I was miffed with this turn of events because I have never suffered a spoiled yeast starter before, but know exactly where the contamination crept in. My usual method of aeration is to vigorously shake the flask of wort in much the same way I strenuously shake the 25 litre carboy of wort before fermentation kicks off. This time, however, I took the advice of an American website which suggested shaking smaller volumes in a separate vessel and pouring into the primary flask. I was keen to get as much oxygen into the wort as possible, but was all too aware that this method required the wort contacting far more surfaces and atmosphere than I like. I'll be sticking to the tried and tested next time.

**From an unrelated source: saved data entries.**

//! Utility functions for the Hive MCP server: list-valued parameter parsing
//! and permlink generation.

use chrono::Utc;
use schemars::JsonSchema;
use serde::{Deserialize, Serialize};
use serde_json::Value;
use thiserror::Error;

/// Default category for posts without tags.
pub const DEFAULT_TAG: &str = "blog";

const MAX_PERMLINK_LEN: usize = 255;

/// A list parameter given either as a JSON array or as text such as
/// `"a, b"` or `"['a','b']"`.
#[derive(Debug, Clone, PartialEq, Eq, Serialize, Deserialize, JsonSchema)]
#[serde(untagged)]
pub enum ListInput {
    List(Vec<String>),
    Text(String),
}

impl Default for ListInput {
    fn default() -> Self {
        ListInput::List(vec![DEFAULT_TAG.to_string()])
    }
}

#[derive(Debug, Clone, Copy, PartialEq, Eq)]
pub enum ListKind {
    Tags,
    OperationFilter,
}

impl ListKind {
    fn label(self) -> &'static str {
        match self {
            ListKind::Tags => "tags",
            ListKind::OperationFilter => "operation_filter",
        }
    }

    fn items(self) -> &'static str {
        match self {
            ListKind::Tags => "tags",
            ListKind::OperationFilter => "operation types",
        }
    }
}

#[derive(Error, Debug, Clone, PartialEq, Eq)]
#[error("Could not parse {}: {raw}. Please provide a comma-separated list or array of {}.", .kind.label(), .kind.items())]
pub struct NormalizeError {
    pub kind: ListKind,
    pub raw: String,
}

/// Turns a list parameter into an ordered list of strings.
pub fn normalize_list(input: &ListInput, kind: ListKind) -> Result<Vec<String>, NormalizeError> {
    let text = match input {
        ListInput::List(items) => return Ok(items.clone()),
        ListInput::Text(text) => text,
    };

    if text.trim().is_empty() {
        return Ok(match kind {
            ListKind::Tags => vec![DEFAULT_TAG.to_string()],
            ListKind::OperationFilter => Vec::new(),
        });
    }

    if text.starts_with('[') && text.ends_with(']') {
        if let Ok(Value::Array(items)) = serde_json::from_str::<Value>(text) {
            return items
                .into_iter()
                .map(|item| match item {
                    Value::String(s) => Ok(s),
                    Value::Number(n) => Ok(n.to_string()),
                    Value::Bool(b) => Ok(b.to_string()),
                    Value::Null => Ok("null".to_string()),
                    Value::Array(_) | Value::Object(_) => Err(NormalizeError {
                        kind,
                        raw: text.clone(),
                    }),
                })
                .collect();
        }
    }

    let inner = text.strip_prefix('[').unwrap_or(text);
    let inner = inner.strip_suffix(']').unwrap_or(inner);
    Ok(inner
        .split(',')
        .map(|piece| {
            let piece = strip_quote(piece.trim());
            match kind {
                ListKind::Tags => piece.to_lowercase(),
                ListKind::OperationFilter => piece.to_string(),
            }
        })
        .filter(|piece| !piece.is_empty())
        .collect())
}

/// Removes one leading and one trailing quote character.
fn strip_quote(piece: &str) -> &str {
    let piece = piece
        .strip_prefix(|c: char| c == '\'' || c == '"')
        .unwrap_or(piece);
    piece
        .strip_suffix(|c: char| c == '\'' || c == '"')
        .unwrap_or(piece)
}

/// Removes duplicates, keeping the first occurrence.
pub fn dedupe(items: Vec<String>) -> Vec<String> {
    let mut out: Vec<String> = Vec::with_capacity(items.len());
    for item in items {
        if !out.contains(&item) {
            out.push(item);
        }
    }
    out
}

/// Slug for a post title: lowercase, only word characters, spaces and
/// hyphens, whitespace runs become one hyphen.
pub fn slugify(title: &str) -> String {
    let kept: String = title
        .to_lowercase()
        .chars()
        .filter(|c| c.is_ascii_alphanumeric() || *c == '_' || *c == '-' || c.is_whitespace())
        .collect();

    let mut slug = String::with_capacity(kept.len());
    for c in kept.chars() {
        let c = if c.is_whitespace() { '-' } else { c };
        if c == '-' && slug.ends_with('-') {
            continue;
        }
        slug.push(c);
    }
    slug.truncate(MAX_PERMLINK_LEN);
    slug
}

/// Permlink for a new post; falls back to a timestamped one when the title
/// has nothing sluggable.
pub fn post_permlink(title: &str) -> String {
    let slug = slugify(title);
    if slug.trim_matches('-').is_empty() {
        format!("post-{}", base36(Utc::now().timestamp_millis().unsigned_abs()))
    } else {
        slug
    }
}

/// `re-<parent[..20]>-<base36 millis>`
pub fn comment_permlink(parent_permlink: &str) -> String {
    let parent: String = parent_permlink.chars().take(20).collect();
    format!(
        "re-{}-{}",
        parent,
        base36(Utc::now().timestamp_millis().unsigned_abs())
    )
}

pub fn base36(mut value: u64) -> String {
    const DIGITS: &[u8; 36] = b"0123456789abcdefghijklmnopqrstuvwxyz";
    if value == 0 {
        return "0".to_string();
    }
    let mut out = Vec::new();
    while value > 0 {
        out.push(DIGITS[(value % 36) as usize]);
        value /= 36;
    }
    out.reverse();
    String::from_utf8_lossy(&out).into_owned()
}
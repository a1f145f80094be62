// src/mcp/response.rs

//! The uniform tool result envelope: exactly one text block, flagged with
//! `isError` only on failure.

use serde::{Deserialize, Serialize};
use tracing::error;

pub const JSON_MIME_TYPE: &str = "application/json";

#[derive(Debug, Clone, PartialEq, Eq, Serialize, Deserialize)]
pub struct ContentBlock {
    #[serde(rename = "type")]
    pub kind: String,
    pub text: String,
    #[serde(rename = "mimeType", default, skip_serializing_if = "Option::is_none")]
    pub mime_type: Option<String>,
}

impl ContentBlock {
    fn text(text: String, mime_type: Option<&str>) -> Self {
        Self {
            kind: "text".to_string(),
            text,
            mime_type: mime_type.map(str::to_string),
        }
    }
}

#[derive(Debug, Clone, PartialEq, Eq, Serialize, Deserialize)]
pub struct ToolResponse {
    pub content: Vec<ContentBlock>,
    #[serde(rename = "isError", default, skip_serializing_if = "std::ops::Not::not")]
    pub is_error: bool,
}

impl ToolResponse {
    /// Pretty-printed JSON of `data`.
    pub fn success<T: Serialize + ?Sized>(data: &T) -> Self {
        match serde_json::to_string_pretty(data) {
            Ok(text) => Self {
                content: vec![ContentBlock::text(text, Some(JSON_MIME_TYPE))],
                is_error: false,
            },
            Err(e) => {
                error!("Failed to serialize tool result: {}", e);
                Self::error(format!("Error serializing response: {e}"))
            }
        }
    }

    pub fn success_text(text: impl Into<String>) -> Self {
        Self {
            content: vec![ContentBlock::text(text.into(), None)],
            is_error: false,
        }
    }

    pub fn error(message: impl Into<String>) -> Self {
        Self {
            content: vec![ContentBlock::text(message.into(), None)],
            is_error: true,
        }
    }

    /// Text of the single content block.
    pub fn text(&self) -> &str {
        self.content.first().map(|c| c.text.as_str()).unwrap_or_default()
    }
}
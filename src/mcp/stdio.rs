// src/mcp/stdio.rs

//! Line-delimited JSON-RPC over a byte stream (stdin/stdout in production).
//!
//! Each request runs as its own task; responses funnel through one writer
//! so lines never interleave.

use tokio::io::{AsyncBufRead, AsyncBufReadExt, AsyncWrite, AsyncWriteExt};
use tokio::sync::mpsc;
use tokio::task::JoinSet;
use tracing::{debug, error, info};

use crate::mcp::handler::handle_mcp_request;
use crate::mcp::protocol::{error_codes, Request, Response};
use crate::AppState;

/// Serves requests from `reader` until EOF, then waits for every in-flight
/// response to be written.
pub async fn serve<R, W>(reader: R, mut writer: W, state: AppState) -> std::io::Result<()>
where
    R: AsyncBufRead + Unpin,
    W: AsyncWrite + Unpin + Send + 'static,
{
    let (tx, mut rx) = mpsc::unbounded_channel::<Response>();

    let writer_task = tokio::spawn(async move {
        while let Some(response) = rx.recv().await {
            let mut line = match serde_json::to_string(&response) {
                Ok(line) => line,
                Err(e) => {
                    error!("Failed to encode response: {}", e);
                    continue;
                }
            };
            debug!("Sending: {}", line);
            line.push('\n');
            writer.write_all(line.as_bytes()).await?;
            writer.flush().await?;
        }
        Ok::<_, std::io::Error>(())
    });

    let mut in_flight = JoinSet::new();
    let mut lines = reader.lines();
    while let Some(line) = lines.next_line().await? {
        let line = line.trim();
        if line.is_empty() {
            continue;
        }
        debug!("Received: {}", line);
        reap_finished(&mut in_flight);

        match serde_json::from_str::<Request>(line) {
            Ok(request) => {
                let state = state.clone();
                let tx = tx.clone();
                in_flight.spawn(async move {
                    if let Some(response) = handle_mcp_request(request, state).await {
                        // the writer only stops once every sender is gone
                        let _ = tx.send(response);
                    }
                });
            }
            Err(parse_error) => {
                error!("JSON parse error: {}", parse_error);
                let _ = tx.send(Response::error(
                    serde_json::Value::Null,
                    error_codes::PARSE_ERROR,
                    format!("Parse error: {parse_error}"),
                ));
            }
        }
    }

    info!("EOF received, draining {} in-flight request(s)", in_flight.len());
    while let Some(joined) = in_flight.join_next().await {
        if let Err(e) = joined {
            error!("Request task failed: {}", e);
        }
    }
    drop(tx);

    match writer_task.await {
        Ok(result) => result,
        Err(e) => Err(std::io::Error::new(std::io::ErrorKind::Other, e)),
    }
}

/// Drops tasks that already completed so a long session only holds the
/// requests still running.
fn reap_finished(in_flight: &mut JoinSet<()>) -> usize {
    let mut reaped = 0;
    while let Some(joined) = in_flight.try_join_next() {
        if let Err(e) = joined {
            error!("Request task failed: {}", e);
        }
        reaped += 1;
    }
    reaped
}

/// Runs [`serve`] on the process's stdin and stdout.
pub async fn run_stdio(state: AppState) -> std::io::Result<()> {
    info!("Starting MCP server on stdin/stdout...");
    let stdin = tokio::io::BufReader::new(tokio::io::stdin());
    let result = serve(stdin, tokio::io::stdout(), state).await;
    info!("MCP server shutting down");
    result
}

#[cfg(test)]
mod tests {
    use super::*;
    use std::time::Duration;

    #[tokio::test]
    async fn finished_requests_leave_the_set() {
        let mut in_flight = JoinSet::new();
        for _ in 0..50 {
            in_flight.spawn(async {});
        }
        let (release, hold) = tokio::sync::oneshot::channel::<()>();
        in_flight.spawn(async move {
            let _ = hold.await;
        });
        in_flight.spawn(async { panic!("handler blew up") });

        let mut reaped = 0;
        while in_flight.len() > 1 {
            tokio::time::sleep(Duration::from_millis(5)).await;
            reaped += reap_finished(&mut in_flight);
        }
        assert_eq!(reaped, 51);

        release.send(()).unwrap();
        while !in_flight.is_empty() {
            tokio::time::sleep(Duration::from_millis(5)).await;
            reaped += reap_finished(&mut in_flight);
        }
        assert_eq!(reaped, 52);
    }
}
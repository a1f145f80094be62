// src/mcp/protocol.rs

//! JSON-RPC 2.0 envelopes and the MCP handshake types.

use serde::{Deserialize, Serialize};
use serde_json::Value;

/// MCP revision announced in `initialize`.
pub const PROTOCOL_VERSION: &str = "2025-06-18";

#[derive(Debug, Clone, Serialize, Deserialize)]
pub struct Request {
    #[serde(default = "default_jsonrpc")]
    pub jsonrpc: String,
    /// Absent on notifications; an explicit `null` is still a request.
    #[serde(default, skip_serializing_if = "Option::is_none")]
    pub id: Option<Value>,
    pub method: String,
    #[serde(default)]
    pub params: Option<Value>,
}

#[derive(Debug, Clone, PartialEq, Serialize, Deserialize)]
pub struct Response {
    pub jsonrpc: String,
    pub id: Value,
    #[serde(skip_serializing_if = "Option::is_none")]
    pub result: Option<Value>,
    #[serde(skip_serializing_if = "Option::is_none")]
    pub error: Option<ErrorObject>,
}

#[derive(Debug, Clone, PartialEq, Serialize, Deserialize)]
pub struct ErrorObject {
    pub code: i32,
    pub message: String,
    #[serde(skip_serializing_if = "Option::is_none")]
    pub data: Option<Value>,
}

fn default_jsonrpc() -> String {
    "2.0".to_string()
}

impl Request {
    pub fn new(id: Value, method: impl Into<String>, params: Option<Value>) -> Self {
        Self {
            jsonrpc: default_jsonrpc(),
            id: Some(id),
            method: method.into(),
            params,
        }
    }

    pub fn notification(method: impl Into<String>, params: Option<Value>) -> Self {
        Self {
            jsonrpc: default_jsonrpc(),
            id: None,
            method: method.into(),
            params,
        }
    }

    /// Requests without an id never get a response.
    pub fn is_notification(&self) -> bool {
        self.id.is_none()
    }
}

/// Result of `initialize`.
#[derive(Debug, Clone, PartialEq, Serialize, Deserialize)]
#[serde(rename_all = "camelCase")]
pub struct InitializeResult {
    pub protocol_version: String,
    pub capabilities: ServerCapabilities,
    pub server_info: ServerInfo,
    #[serde(skip_serializing_if = "Option::is_none")]
    pub instructions: Option<String>,
}

#[derive(Debug, Clone, PartialEq, Eq, Serialize, Deserialize)]
pub struct ServerInfo {
    pub name: String,
    pub version: String,
}

#[derive(Debug, Clone, Default, PartialEq, Eq, Serialize, Deserialize)]
pub struct ServerCapabilities {
    #[serde(skip_serializing_if = "Option::is_none")]
    pub tools: Option<ListChanged>,
    #[serde(skip_serializing_if = "Option::is_none")]
    pub resources: Option<ResourcesCapability>,
    #[serde(skip_serializing_if = "Option::is_none")]
    pub prompts: Option<ListChanged>,
}

#[derive(Debug, Clone, Copy, Default, PartialEq, Eq, Serialize, Deserialize)]
#[serde(rename_all = "camelCase")]
pub struct ListChanged {
    pub list_changed: bool,
}

#[derive(Debug, Clone, Copy, Default, PartialEq, Eq, Serialize, Deserialize)]
#[serde(rename_all = "camelCase")]
pub struct ResourcesCapability {
    pub subscribe: bool,
    pub list_changed: bool,
}

impl ServerCapabilities {
    /// Static tools, resources and prompts; no subscriptions.
    pub fn static_lists() -> Self {
        Self {
            tools: Some(ListChanged::default()),
            resources: Some(ResourcesCapability::default()),
            prompts: Some(ListChanged::default()),
        }
    }
}

impl Response {
    pub fn success(id: Value, result: Value) -> Self {
        Self {
            jsonrpc: "2.0".to_string(),
            id,
            result: Some(result),
            error: None,
        }
    }

    pub fn error(id: Value, code: i32, message: impl Into<String>) -> Self {
        Self {
            jsonrpc: "2.0".to_string(),
            id,
            result: None,
            error: Some(ErrorObject {
                code,
                message: message.into(),
                data: None,
            }),
        }
    }

    pub fn error_with_data(id: Value, code: i32, message: impl Into<String>, data: Value) -> Self {
        Self {
            jsonrpc: "2.0".to_string(),
            id,
            result: None,
            error: Some(ErrorObject {
                code,
                message: message.into(),
                data: Some(data),
            }),
        }
    }
}

// Standard JSON-RPC error codes
pub mod error_codes {
    pub const PARSE_ERROR: i32 = -32700;
    pub const INVALID_REQUEST: i32 = -32600;
    pub const METHOD_NOT_FOUND: i32 = -32601;
    pub const INVALID_PARAMS: i32 = -32602;
    pub const INTERNAL_ERROR: i32 = -32603;
}
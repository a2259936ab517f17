//! Package resources and their content.
//!
//! A [`Resource`] is one entry of a publication package: a content document,
//! stylesheet, image or font. Its bytes may be held in memory or read on
//! demand from a [`ResourceStore`]. Text is decoded through
//! [`DecodedReader`], which works out the real encoding of documents whose
//! metadata is missing or wrong.

pub mod collection;
pub mod content;
pub mod reader;
#[allow(clippy::module_inception)]
pub mod resource;
pub mod store;
pub mod title;

pub use collection::Resources;
pub use content::Content;
pub use reader::{DecodedReader, EncodingSource};
pub use resource::Resource;
#[cfg(feature = "archive")]
pub use store::{ArchiveEntry, ArchiveStore};
pub use store::{DirectoryStore, MemoryStore, ResourceStore, StoreRef};
pub use title::{TitleExtractor, scan_title};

The pictures with this post are microscope shots of the contaminated starter. I must admit to being a little confused by it all because my experience with yeast morphology is limited. What we are looking at is either the smaller desired yeast strain along with a typically larger wild yeast strain that caused the nasty smell, or we are looking at the larger desired yeast strain accompanied with smaller bacterial cells. I'm not certain, but there's definitely something in there that shouldn't be.